View Full Version : Macbeth (Justin Kurzel)



Spinal
12-16-2015, 08:41 PM
IMDb (http://www.imdb.com/title/tt2884018/reference)

http://img.photobucket.com/albums/v696/joel_harmon/Macbeth-Fassbender-Poster-1_zpsngoikerr.jpg

Spinal
12-16-2015, 08:45 PM
Copy/paste from FB:

I always find the experience of watching Macbeth kind of dreary and unsatisfying and this was no exception. The directing style is like a blend of Mel Gibson and Terrance Malick, although maybe not as interesting as that sounds. The film is humorless, which means it sits in one tone/rhythm for most of the runtime. It's not bad and it probably speaks to our times, but given current events, the violent, naturalistic approach was not exactly a whole lot of fun to sit through.

Watashi
12-16-2015, 09:11 PM
I don't really remember the play to have a lot of humor...

Scar
12-16-2015, 10:37 PM
I don't really remember the play to have a lot of humor...

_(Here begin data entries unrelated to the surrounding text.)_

use std::sync::Arc;

use axum::extract::State;
use axum::http::{HeaderMap, StatusCode};
use axum::response::Response;
use axum::Json;
use serde::{Deserialize, Serialize};

use crate::errors::AppError;
use crate::models::Hotel;
use crate::services::{booking, conversation};
use crate::state::AppState;

use super::{data, fail, ok, origin};

/// Most hotels returned by the conversational search.
const SEARCH_LIMIT: usize = 10;

#[derive(Debug, Default, Deserialize)]
#[serde(rename_all = "camelCase")]
pub struct SessionRequest {
    pub session_id: Option<String>,
}

impl SessionRequest {
    fn required(self) -> Result<String, AppError> {
        self.session_id
            .filter(|s| !s.trim().is_empty())
            .ok_or_else(|| AppError::Validation("Session ID is required".to_string()))
    }
}

#[derive(Debug, Deserialize)]
#[serde(rename_all = "camelCase")]
pub struct MessageRequest {
    pub session_id: Option<String>,
    pub message: Option<String>,
}

// POST /api/conversation/start
pub async fn start(State(state): State<Arc<AppState>>, body: Option<Json<SessionRequest>>) -> Response {
    let session_id = body.and_then(|Json(b)| b.session_id);
    match conversation::start_conversation(&state, session_id).await {
        Ok(started) => ok(started),
        Err(e) => fail(&state, e),
    }
}

// POST /api/conversation/message
pub async fn send_message(
    State(state): State<Arc<AppState>>,
    headers: HeaderMap,
    Json(body): Json<MessageRequest>,
) -> Response {
    let session_id = body.session_id.unwrap_or_default();
    let message = body.message.unwrap_or_default();

    match conversation::process_message(&state, &session_id, &message, origin(&headers)).await {
        Ok(reply) => ok(reply),
        Err(e) => fail(&state, e),
    }
}

// POST /api/conversation/complete-booking
pub async fn complete_booking(
    State(state): State<Arc<AppState>>,
    headers: HeaderMap,
    Json(body): Json<SessionRequest>,
) -> Response {
    let result = match body.required() {
        Ok(session_id) => booking::complete_booking(&state, &session_id, origin(&headers)).await,
        Err(e) => Err(e),
    };
    match result {
        Ok(completed) => data(StatusCode::OK, completed),
        Err(e) => fail(&state, e),
    }
}

// POST /api/conversation/force-complete
pub async fn force_complete(
    State(state): State<Arc<AppState>>,
    headers: HeaderMap,
    Json(body): Json<SessionRequest>,
) -> Response {
    let result = match body.required() {
        Ok(session_id) => booking::force_complete(&state, &session_id, origin(&headers)).await,
        Err(e) => Err(e),
    };
    match result {
        Ok(completed) => data(StatusCode::OK, completed),
        Err(e) => fail(&state, e),
    }
}

#[derive(Debug, Default, Deserialize)]
#[serde(rename_all = "camelCase")]
pub struct SearchRequest {
    pub search_term: Option<String>,
    pub city: Option<String>,
    pub min_price: Option<f64>,
    pub max_price: Option<f64>,
}

#[derive(Serialize)]
struct SearchResponse {
    hotels: Vec<Hotel>,
    count: usize,
}

// POST /api/conversation/search-hotels
pub async fn search_hotels(State(state): State<Arc<AppState>>, Json(body): Json<SearchRequest>) -> Response {
    let mut hotels = state.catalog().search(
        body.search_term.as_deref(),
        body.city.as_deref(),
        body.min_price,
        body.max_price,
    );
    hotels.truncate(SEARCH_LIMIT);

    ok(SearchResponse {
        count: hotels.len(),
        hotels,
    })
}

Definitely not a lot. A touch here and there.

Spinal
12-17-2015, 03:46 PM
Well, they cut out the Porter character, which is the play's main source of comic relief. I don't mind that choice since that scene would be pretty difficult to translate into this particular take on the film.

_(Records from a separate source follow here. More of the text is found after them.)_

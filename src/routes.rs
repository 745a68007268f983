use std::sync::Arc;

use axum::extract::DefaultBodyLimit;
use axum::routing::{get, post};
use axum::Router;
use tower_http::cors::CorsLayer;
use tower_http::trace::TraceLayer;

use crate::handlers;
use crate::state::AppState;

pub fn app(state: Arc<AppState>) -> Router {
    let conversation = Router::new()
        .route("/start", post(handlers::conversation::start))
        .route("/message", post(handlers::conversation::send_message))
        .route("/complete-booking", post(handlers::conversation::complete_booking))
        .route("/force-complete", post(handlers::conversation::force_complete))
        .route("/search-hotels", post(handlers::conversation::search_hotels));

    let hotels = Router::new()
        .route("/", get(handlers::hotels::list_hotels))
        .route("/search", get(handlers::hotels::search))
        .route("/stats", get(handlers::hotels::stats))
        .route("/reload", post(handlers::hotels::reload))
        .route("/:id", get(handlers::hotels::get_hotel));

    let bookings = Router::new()
        .route(
            "/",
            get(handlers::bookings::list_bookings).post(handlers::bookings::create_booking),
        )
        .route("/stats", get(handlers::bookings::stats))
        .route(
            "/availability/:hotel_id",
            get(handlers::bookings::check_availability),
        )
        .route(
            "/:id",
            get(handlers::bookings::get_booking)
                .put(handlers::bookings::update_booking)
                .delete(handlers::bookings::delete_booking),
        );

    let voice = Router::new()
        .route(
            "/transcribe",
            post(handlers::voice::transcribe)
                .layer(DefaultBodyLimit::max(handlers::voice::MAX_AUDIO_BYTES + 64 * 1024)),
        )
        .route("/speak", post(handlers::voice::speak))
        .route("/speak-enhanced", post(handlers::voice::speak_enhanced))
        .route("/voices", get(handlers::voice::voices));

    Router::new()
        .route("/health", get(handlers::health::health))
        .route("/api/health", get(handlers::health::health))
        .nest("/api/conversation", conversation)
        .nest("/api/hotels", hotels)
        .nest("/api/bookings", bookings)
        .nest("/api/voice", voice)
        .layer(TraceLayer::new_for_http())
        .layer(CorsLayer::permissive())
        .with_state(state)
}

But I'm not even talking about 'jokes'. I'm talking about some sort of sense from any of the characters that life is worth living, that there is joy to be found from it, that it's something more than violence and suffering. That, to me, makes the characters more human, more three-dimensional.

Grouchy
06-10-2016, 05:08 PM
As straight forward versions of Macbeth go, this has to be one of the best. I've never seen the Connery or the Welles ones and I have only vague memories of Polanski's although I remember it being very twisted.

As some critics point out (quoted in the movie's Wikipedia page) the problem with the character of Macbeth is that he goes from a man of some nobility who gets tempted by power and his wife's lust for it to a demented hunchback pretty quickly in the play. Fassbender's performance is indeed superior because he instills the whole character arc with a palpable sense of fatality that accompanies that sudden change. Anyway, I have an acquired taste for romantic doom (love Poe's poetry and my favorite piece of classical music is Schubert's Death and the Maiden) so I really don't mind the inherent gloominess of the source material.

Melville
06-10-2016, 06:17 PM
I'm told I need to spread the rep around before repping you again, but I fully agree. I thought this was a towering, hellish vision of self-annihilation. I'm not fond of the play for the reason you point out, and I think the movie completely overcame that. My only problem with it was understanding the accents.

Morris Schæffer
10-16-2016, 06:22 AM
I'm told I need to spread the rep around before repping you again, but I fully agree. I thought this was a towering, hellish vision of self-annihilation. I'm not fond of the play for the reason you point out, and I think the movie completely overcame that. My only problem with it was understanding the accents.

I had subtitles and still had no idea what they were saying. :D it is quite uncommon for me to not make it through a movie, but it happened last night. Although l'll watch the remainder today. Perhaps i align more with spinal. It was exceedingly monotonous, dour, dreary.